Alex! Thank you so much for joining us. We loved Mr Jones and really appreciate you answering our questions. First, what made you start writing or want to write a novel?

As a child I read voraciously, especially science fiction. I loved making up my own stories and thought it couldn’t be that hard to write a novel. I began a science fiction fantasy, but soon became overwhelmed by the complexities of the plot and ran out of steam. My next attempt was a novel about the ghost of a murder victim who takes over the body of his own murderer. It had a decent plot and garnered some polite comments on the rejection letters, but I hadn’t yet found my voice as a writer. Still, it gave me a taste for novel-writing. In my thirties I began to have some success. My first published novel was Chronosphere, a time-warping science fiction fantasy aimed at young adults. It attracted some good reviews and I followed it up with two sequels.

Mr Jones is your new novels and it is receiving some wonderful reviews. Could you explain to a potential reader what Mr Jones is about?
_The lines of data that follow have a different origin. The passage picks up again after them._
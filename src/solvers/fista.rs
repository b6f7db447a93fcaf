//! FISTA: proximal gradient descent with Nesterov acceleration
//!
//! Reference:
//! Beck, A., Teboulle, M. (2009). "A fast iterative shrinkage-thresholding
//! algorithm for linear inverse problems." SIAM Journal on Imaging
//! Sciences, 2(1):183-202.

use num_complex::Complex64;

use crate::error::{PicsError, Result};
use crate::linop::LinearOperator;
use crate::utils::soft_thresh;
use crate::wavelet::WaveletOp;

use super::{converged, objective, IterRecord};

/// FISTA state machine for 0.5 ||E x - y||^2 + lamda ||W x||_1.
///
/// State: current image, momentum image, step counter. The step size must
/// satisfy alpha <= 1/L with L the largest eigenvalue of E^H E; a larger
/// step diverges, which surfaces as a `NumericalInstability` error rather
/// than being silently corrected.
pub struct Fista<'a, E: LinearOperator> {
    encode: &'a E,
    wavelet: &'a WaveletOp,
    ksp: &'a [Complex64],
    lamda: f64,
    alpha: f64,
    x: Vec<Complex64>,
    z: Vec<Complex64>,
    t: f64,
    iter: usize,
    obj: f64,
}

impl<'a, E: LinearOperator> Fista<'a, E> {
    /// Set up a solve with step size `alpha`, zero-initialized image.
    pub fn new(
        encode: &'a E,
        wavelet: &'a WaveletOp,
        ksp: &'a [Complex64],
        lamda: f64,
        alpha: f64,
    ) -> Result<Self> {
        if ksp.len() != encode.codomain_len() {
            return Err(PicsError::Shape(format!(
                "k-space has {} elements, measurement operator produces {}",
                ksp.len(),
                encode.codomain_len()
            )));
        }
        let n = encode.domain_len();
        Ok(Self {
            encode,
            wavelet,
            ksp,
            lamda,
            alpha,
            x: vec![Complex64::new(0.0, 0.0); n],
            z: vec![Complex64::new(0.0, 0.0); n],
            t: 1.0,
            iter: 0,
            obj: f64::INFINITY,
        })
    }

    /// Current image estimate.
    pub fn image(&self) -> &[Complex64] {
        &self.x
    }

    /// Objective value after the last completed iteration.
    pub fn objective_value(&self) -> f64 {
        self.obj
    }

    /// One deterministic iteration: gradient step at the momentum point,
    /// wavelet-domain soft-threshold, two-point extrapolation.
    pub fn step(&mut self) -> Result<()> {
        // Gradient of the data term at the momentum point
        let mut r = self.encode.forward(&self.z)?;
        for (ri, yi) in r.iter_mut().zip(self.ksp.iter()) {
            *ri -= yi;
        }
        let grad = self.encode.adjoint(&r)?;

        // Proximal step on the wavelet L1 term
        let stepped: Vec<Complex64> = self
            .z
            .iter()
            .zip(grad.iter())
            .map(|(&zi, &gi)| zi - gi * self.alpha)
            .collect();
        let mut coeffs = self.wavelet.forward(&stepped)?;
        let thresh = self.alpha * self.lamda;
        for c in coeffs.iter_mut() {
            *c = soft_thresh(*c, thresh);
        }
        let x_next = self.wavelet.inverse(&coeffs)?;

        // Two-point Nesterov extrapolation
        let t_next = 0.5 * (1.0 + (1.0 + 4.0 * self.t * self.t).sqrt());
        let beta = (self.t - 1.0) / t_next;
        for p in 0..self.z.len() {
            self.z[p] = x_next[p] + (x_next[p] - self.x[p]) * beta;
        }
        self.x = x_next;
        self.t = t_next;
        self.iter += 1;

        self.obj = objective(self.encode, self.wavelet, &self.x, self.ksp, self.lamda)?;
        if !self.obj.is_finite() {
            return Err(PicsError::NumericalInstability(format!(
                "objective is {} at iteration {}; step size {} likely exceeds 1/L",
                self.obj, self.iter, self.alpha
            )));
        }
        Ok(())
    }

    /// Run up to `max_iter` iterations, optionally stopping early when the
    /// relative objective change falls below `tol`. Diagnostics flush into
    /// `record` only on successful completion.
    pub fn run(
        &mut self,
        max_iter: usize,
        tol: Option<f64>,
        record: Option<&mut IterRecord>,
    ) -> Result<Vec<Complex64>> {
        let mut objs = Vec::new();
        let mut iterates = Vec::new();
        let want_obj = record.as_ref().map_or(false, |r| r.record_objective);
        let want_img = record.as_ref().map_or(false, |r| r.record_iterate);

        for it in 0..max_iter {
            let prev = self.obj;
            self.step()?;
            log::debug!("fista iter {}/{}: objective {:.6e}", it + 1, max_iter, self.obj);
            if want_obj {
                objs.push(self.obj);
            }
            if want_img {
                iterates.push(self.x.clone());
            }
            if converged(prev, self.obj, tol) {
                break;
            }
        }

        if let Some(r) = record {
            r.objective.extend(objs);
            r.iterate.extend(iterates);
        }
        Ok(self.x.clone())
    }
}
It’s a psychological thriller about a stressed-out suburban single father called Ben and his creeping suspicion that someone is out to kidnap his eight-year-old daughter Imogen. Ben hears noises in his basement and witnesses weird goings-on in his local park. Imogen starts receiving messages from someone claiming to be her missing mother. Then there’s the terrifying entity known as Mr Jones who haunts the imaginations of the children at Imogen’s school. The question is, how much of Ben’s fears are real and how much are a result of his own stress-induced paranoia?

Where did the idea for Mr Jones came from?
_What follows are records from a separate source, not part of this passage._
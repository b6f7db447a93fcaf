//! First-order primal-dual splitting (Chambolle-Pock)
//!
//! Dualizes the data-consistency term in k-space: the dual variable lives
//! on the acquisition sample space and is updated through the proximal
//! operator of the conjugate data term, optionally rescaled per sample by
//! an external preconditioner. The preconditioner changes the convergence
//! rate, not the fixed point.
//!
//! Reference:
//! Chambolle, A., Pock, T. (2011). "A first-order primal-dual algorithm
//! for convex problems with applications to imaging."
//! Journal of Mathematical Imaging and Vision, 40(1):120-145.

use num_complex::Complex64;

use crate::error::{PicsError, Result};
use crate::linop::LinearOperator;
use crate::utils::soft_thresh;
use crate::wavelet::WaveletOp;

use super::{converged, objective, IterRecord};

/// Primal-dual state machine for 0.5 ||E x - y||^2 + lamda ||W x||_1.
///
/// State: primal image, k-space dual variable, extrapolated primal. The
/// step sizes must satisfy sigma * tau * L <= 1 (L the largest eigenvalue
/// of E^H E) for guaranteed convergence; the implementation does not
/// validate the bound, and misconfiguration legitimately diverges.
pub struct PrimalDual<'a, E: LinearOperator> {
    encode: &'a E,
    wavelet: &'a WaveletOp,
    ksp: &'a [Complex64],
    lamda: f64,
    sigma: f64,
    tau: f64,
    theta: f64,
    precond: Option<&'a [f64]>,
    x: Vec<Complex64>,
    x_bar: Vec<Complex64>,
    u: Vec<Complex64>,
    iter: usize,
    obj: f64,
}

impl<'a, E: LinearOperator> PrimalDual<'a, E> {
    /// Set up a solve. `precond` scales the dual update per sample and
    /// must cover the full multi-coil sample space.
    #[allow(clippy::too_many_arguments)]
    pub fn new(
        encode: &'a E,
        wavelet: &'a WaveletOp,
        ksp: &'a [Complex64],
        lamda: f64,
        sigma: f64,
        tau: f64,
        theta: f64,
        precond: Option<&'a [f64]>,
    ) -> Result<Self> {
        if ksp.len() != encode.codomain_len() {
            return Err(PicsError::Shape(format!(
                "k-space has {} elements, measurement operator produces {}",
                ksp.len(),
                encode.codomain_len()
            )));
        }
        if let Some(p) = precond {
            if p.len() != encode.codomain_len() {
                return Err(PicsError::Shape(format!(
                    "dual preconditioner has {} elements, sample space has {}",
                    p.len(),
                    encode.codomain_len()
                )));
            }
        }
        let n = encode.domain_len();
        Ok(Self {
            encode,
            wavelet,
            ksp,
            lamda,
            sigma,
            tau,
            theta,
            precond,
            x: vec![Complex64::new(0.0, 0.0); n],
            x_bar: vec![Complex64::new(0.0, 0.0); n],
            u: vec![Complex64::new(0.0, 0.0); encode.codomain_len()],
            iter: 0,
            obj: f64::INFINITY,
        })
    }

    /// Current image estimate.
    pub fn image(&self) -> &[Complex64] {
        &self.x
    }

    /// Objective value after the last completed iteration.
    pub fn objective_value(&self) -> f64 {
        self.obj
    }

    /// One deterministic iteration: preconditioned dual proximal step on
    /// the conjugate data term, primal wavelet soft-threshold step,
    /// theta-extrapolation.
    pub fn step(&mut self) -> Result<()> {
        // Dual ascent: u = (u + sigma p (E x_bar - y)) / (1 + sigma p)
        let ex = self.encode.forward(&self.x_bar)?;
        for s in 0..self.u.len() {
            let p = self.precond.map_or(1.0, |p| p[s]);
            let sp = self.sigma * p;
            self.u[s] = (self.u[s] + (ex[s] - self.ksp[s]) * sp) / (1.0 + sp);
        }

        // Primal descent with the wavelet L1 proximal operator
        let grad = self.encode.adjoint(&self.u)?;
        let stepped: Vec<Complex64> = self
            .x
            .iter()
            .zip(grad.iter())
            .map(|(&xi, &gi)| xi - gi * self.tau)
            .collect();
        let mut coeffs = self.wavelet.forward(&stepped)?;
        let thresh = self.tau * self.lamda;
        for c in coeffs.iter_mut() {
            *c = soft_thresh(*c, thresh);
        }
        let x_next = self.wavelet.inverse(&coeffs)?;

        // Extrapolate
        for p in 0..self.x.len() {
            self.x_bar[p] = x_next[p] + (x_next[p] - self.x[p]) * self.theta;
        }
        self.x = x_next;
        self.iter += 1;

        self.obj = objective(self.encode, self.wavelet, &self.x, self.ksp, self.lamda)?;
        if !self.obj.is_finite() {
            return Err(PicsError::NumericalInstability(format!(
                "objective is {} at iteration {}; sigma * tau likely violates the step bound",
                self.obj, self.iter
            )));
        }
        Ok(())
    }

    /// Run up to `max_iter` iterations, optionally stopping early when the
    /// relative objective change falls below `tol`. Diagnostics flush into
    /// `record` only on successful completion.
    pub fn run(
        &mut self,
        max_iter: usize,
        tol: Option<f64>,
        record: Option<&mut IterRecord>,
    ) -> Result<Vec<Complex64>> {
        let mut objs = Vec::new();
        let mut iterates = Vec::new();
        let want_obj = record.as_ref().map_or(false, |r| r.record_objective);
        let want_img = record.as_ref().map_or(false, |r| r.record_iterate);

        for it in 0..max_iter {
            let prev = self.obj;
            self.step()?;
            log::debug!(
                "primal-dual iter {}/{}: objective {:.6e}",
                it + 1, max_iter, self.obj
            );
            if want_obj {
                objs.push(self.obj);
            }
            if want_img {
                iterates.push(self.x.clone());
            }
            if converged(prev, self.obj, tol) {
                break;
            }
        }

        if let Some(r) = record {
            r.objective.extend(objs);
            r.iterate.extend(iterates);
        }
        Ok(self.x.clone())
    }
}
Back in 2015, when my daughter was about Imogen’s age, I’d walk her to school each day and we’d pass through this overgrown recreation ground. I’ve always found parks or gardens that have gone wild quite sinister, and I think it was on one of these walks that the idea of Mr Jones popped into my head.
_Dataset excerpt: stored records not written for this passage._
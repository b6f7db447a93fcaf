//! End-to-end reconstruction tests on a synthetic multi-coil phantom

mod common;

use num_complex::Complex64;

use pics_core::calib::{JointSense, JointSenseParams};
use pics_core::error::PicsError;
use pics_core::fft::fftc2d;
use pics_core::precond::kspace_precond;
use pics_core::recon::{Algorithm, WaveletRecon, WaveletReconParams};
use pics_core::samp::{poisson, PoissonParams};
use pics_core::sim::{birdcage_maps, shepp_logan};
use pics_core::solvers::IterRecord;
use pics_core::utils::crop2d_center;

use common::{iters_to_threshold, magnitude, nrmse};

const NCOILS: usize = 4;
const NX: usize = 32;
const NY: usize = 32;
const ACCEL: f64 = 4.0;
const CALIB: usize = 8;
const LAMDA: f64 = 1e-3;

struct Scenario {
    ksp_under: Vec<Complex64>,
    mask: Vec<f64>,
    mps: Vec<Complex64>,
    truth: Vec<f64>,
}

/// The canonical test case: 4-coil 32x32 Shepp-Logan phantom, Poisson-disc
/// undersampling at acceleration 4 with an 8x8 fully-sampled center.
fn scenario() -> Scenario {
    let img = shepp_logan(NX, NY);
    let mps = birdcage_maps(NCOILS, NX, NY, 1.5);
    let n = NX * NY;

    let mut ksp = Vec::with_capacity(NCOILS * n);
    for c in 0..NCOILS {
        let coil_img: Vec<Complex64> = (0..n).map(|p| mps[c * n + p] * img[p]).collect();
        ksp.extend(fftc2d(&coil_img, NX, NY));
    }

    // Unit-RSS maps over a unit-peak phantom already give the O(1)
    // scaling the solvers assume; no further normalization needed.
    let mask = poisson(
        NX,
        NY,
        ACCEL,
        PoissonParams {
            calib: (CALIB, CALIB),
            crop_corner: false,
            ..Default::default()
        },
    )
    .unwrap();

    let mut ksp_under = ksp;
    for c in 0..NCOILS {
        for p in 0..n {
            ksp_under[c * n + p] *= mask[p];
        }
    }

    let truth = magnitude(&img);
    Scenario { ksp_under, mask, mps, truth }
}

fn recon_params(algorithm: Algorithm) -> WaveletReconParams {
    WaveletReconParams {
        lamda: LAMDA,
        algorithm,
        max_iter: 50,
        ..Default::default()
    }
}

#[test]
fn test_fista_recon_nrmse() {
    let s = scenario();
    let recon = WaveletRecon::new(
        &s.ksp_under,
        &s.mps,
        (NCOILS, NX, NY),
        None,
        Some(&s.mask),
        None,
        recon_params(Algorithm::Fista),
    )
    .unwrap();
    let out = recon.run(None).unwrap();

    let err = nrmse(&magnitude(&out), &s.truth);
    assert!(err < 0.15, "FISTA NRMSE too large: {}", err);
}

#[test]
fn test_primal_dual_recon_nrmse() {
    let s = scenario();
    let recon = WaveletRecon::new(
        &s.ksp_under,
        &s.mps,
        (NCOILS, NX, NY),
        None,
        Some(&s.mask),
        None,
        recon_params(Algorithm::PrimalDual),
    )
    .unwrap();
    let out = recon.run(None).unwrap();

    let err = nrmse(&magnitude(&out), &s.truth);
    assert!(err < 0.15, "primal-dual NRMSE too large: {}", err);
}

#[test]
fn test_recon_with_estimated_maps() {
    // Full pipeline: estimate maps from the calibration center, then
    // reconstruct. Estimated maps degrade the error somewhat but the
    // reconstruction should still be recognizable.
    let s = scenario();
    let calib = crop2d_center(&s.ksp_under, NCOILS, NX, NY, CALIB, CALIB).unwrap();

    let est = JointSense::new(
        &calib,
        (NCOILS, CALIB, CALIB),
        6,
        (NCOILS, NX, NY),
        None,
        JointSenseParams::default(),
    )
    .unwrap();
    let mps = est.run().unwrap();

    let recon = WaveletRecon::new(
        &s.ksp_under,
        &mps,
        (NCOILS, NX, NY),
        None,
        Some(&s.mask),
        None,
        recon_params(Algorithm::Fista),
    )
    .unwrap();
    let out = recon.run(None).unwrap();

    let err = nrmse(&magnitude(&out), &s.truth);
    assert!(err < 0.35, "recon with estimated maps NRMSE too large: {}", err);
}

#[test]
fn test_algorithms_agree_on_minimizer() {
    // Same fully-determined convex problem, generous budget: the two
    // algorithms approach the same objective value.
    let s = scenario();
    let params = WaveletReconParams {
        lamda: LAMDA,
        max_iter: 300,
        ..Default::default()
    };

    let mut rec_f = IterRecord::objectives();
    WaveletRecon::new(
        &s.ksp_under,
        &s.mps,
        (NCOILS, NX, NY),
        None,
        Some(&s.mask),
        None,
        WaveletReconParams { algorithm: Algorithm::Fista, ..params },
    )
    .unwrap()
    .run(Some(&mut rec_f))
    .unwrap();

    let mut rec_p = IterRecord::objectives();
    WaveletRecon::new(
        &s.ksp_under,
        &s.mps,
        (NCOILS, NX, NY),
        None,
        Some(&s.mask),
        None,
        WaveletReconParams { algorithm: Algorithm::PrimalDual, ..params },
    )
    .unwrap()
    .run(Some(&mut rec_p))
    .unwrap();

    let fo = *rec_f.objective.last().unwrap();
    let po = *rec_p.objective.last().unwrap();
    approx::assert_relative_eq!(fo, po, max_relative = 2e-2);
}

#[test]
fn test_identical_runs_are_bitwise_equal() {
    let s = scenario();
    let run = || {
        let mut rec = IterRecord::full();
        let out = WaveletRecon::new(
            &s.ksp_under,
            &s.mps,
            (NCOILS, NX, NY),
            None,
            Some(&s.mask),
            None,
            recon_params(Algorithm::PrimalDual),
        )
        .unwrap()
        .run(Some(&mut rec))
        .unwrap();
        (out, rec)
    };

    let (out_a, rec_a) = run();
    let (out_b, rec_b) = run();
    assert_eq!(out_a, out_b, "results must be bit-identical");
    assert_eq!(rec_a.objective, rec_b.objective, "objective sequences must match");
    assert_eq!(rec_a.iterate, rec_b.iterate, "iterate sequences must match");
}

#[test]
fn test_preconditioner_accelerates_primal_dual() {
    let s = scenario();
    let precond = kspace_precond(
        &s.mps,
        (NCOILS, NX, NY),
        Some(&s.mask),
        None,
        0.0,
    )
    .unwrap();

    let max_iter = 80;
    let params = WaveletReconParams {
        lamda: LAMDA,
        algorithm: Algorithm::PrimalDual,
        max_iter,
        ..Default::default()
    };

    let mut rec_plain = IterRecord::objectives();
    WaveletRecon::new(
        &s.ksp_under,
        &s.mps,
        (NCOILS, NX, NY),
        None,
        Some(&s.mask),
        None,
        params,
    )
    .unwrap()
    .run(Some(&mut rec_plain))
    .unwrap();

    let mut rec_pre = IterRecord::objectives();
    WaveletRecon::new(
        &s.ksp_under,
        &s.mps,
        (NCOILS, NX, NY),
        None,
        Some(&s.mask),
        Some(&precond),
        params,
    )
    .unwrap()
    .run(Some(&mut rec_pre))
    .unwrap();

    // Fixed objective threshold: the best value the plain run reaches.
    let threshold = rec_plain
        .objective
        .iter()
        .fold(f64::INFINITY, |m, &v| m.min(v));
    let plain_iters = iters_to_threshold(&rec_plain.objective, threshold);
    let pre_iters = iters_to_threshold(&rec_pre.objective, threshold);
    assert!(
        pre_iters <= plain_iters,
        "preconditioned run needed {} iterations vs {} plain",
        pre_iters, plain_iters
    );
}

#[test]
fn test_oversized_calibration_crop_fails() {
    let s = scenario();
    let err = crop2d_center(&s.ksp_under, NCOILS, NX, NY, NX + 2, NY);
    assert!(matches!(err, Err(PicsError::Shape(_))));
}

#[test]
fn test_unknown_algorithm_name_fails() {
    let err = "ConjugatePhase".parse::<Algorithm>();
    assert!(matches!(err, Err(PicsError::Config(_))));
}

#[test]
fn test_radial_recon_improves_data_consistency() {
    // Non-Cartesian smoke test: golden-angle-free radial trajectory on
    // the same phantom, objective should drop substantially from the
    // zero-image start.
    let img = shepp_logan(NX, NY);
    let mps = birdcage_maps(NCOILS, NX, NY, 1.5);
    let n = NX * NY;

    let nspokes = 48;
    let nread = 32;
    let mut coord = Vec::with_capacity(2 * nspokes * nread);
    for spoke in 0..nspokes {
        let theta = std::f64::consts::PI * spoke as f64 / nspokes as f64;
        for r in 0..nread {
            let k = (r as f64 - nread as f64 / 2.0) * NX as f64 / nread as f64;
            coord.push(0.5 * k * theta.cos());
            coord.push(0.5 * k * theta.sin());
        }
    }

    let plan = pics_core::nufft::Nufft::new(NX, NY, &coord).unwrap();
    let mut ksp = Vec::new();
    for c in 0..NCOILS {
        let coil_img: Vec<Complex64> = (0..n).map(|p| mps[c * n + p] * img[p]).collect();
        ksp.extend(plan.forward(&coil_img).unwrap());
    }
    let peak = ksp.iter().fold(0.0_f64, |m, v| m.max(v.norm()));
    for v in ksp.iter_mut() {
        *v /= peak;
    }

    let mut rec = IterRecord::objectives();
    WaveletRecon::new(
        &ksp,
        &mps,
        (NCOILS, NX, NY),
        Some(&coord),
        None,
        None,
        WaveletReconParams {
            lamda: LAMDA,
            max_iter: 30,
            ..Default::default()
        },
    )
    .unwrap()
    .run(Some(&mut rec))
    .unwrap();

    let first = rec.objective[0];
    let last = *rec.objective.last().unwrap();
    assert!(last.is_finite(), "objective must stay finite");
    assert!(
        last < 0.7 * first,
        "radial recon should improve the objective: {} -> {}",
        first, last
    );
}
Can you tell us about your experience writing your novel?

I wrote the first 25,000 words very quickly, and then I hit what seemed like an insurmountable roadblock with the plot and I abandoned it. Five years later, during the second Covid lockdown, in search of something to write, I took it out again and as I reread it I realised how the plot should progress. Once I’d figured this out, the process was, again, fairly quick. The hardest part was that the book is set during a summer heatwave and I was writing it in winter so remembering what heat felt like could be a struggle. The characters pretty much wrote themselves. For Ben I used elements of my own personality, such as my tendency towards paranoia and my fear of feral nature, and exaggerated them for effect. I didn’t have much of a writing routine – I tended to write it in bursts whenever I found the time.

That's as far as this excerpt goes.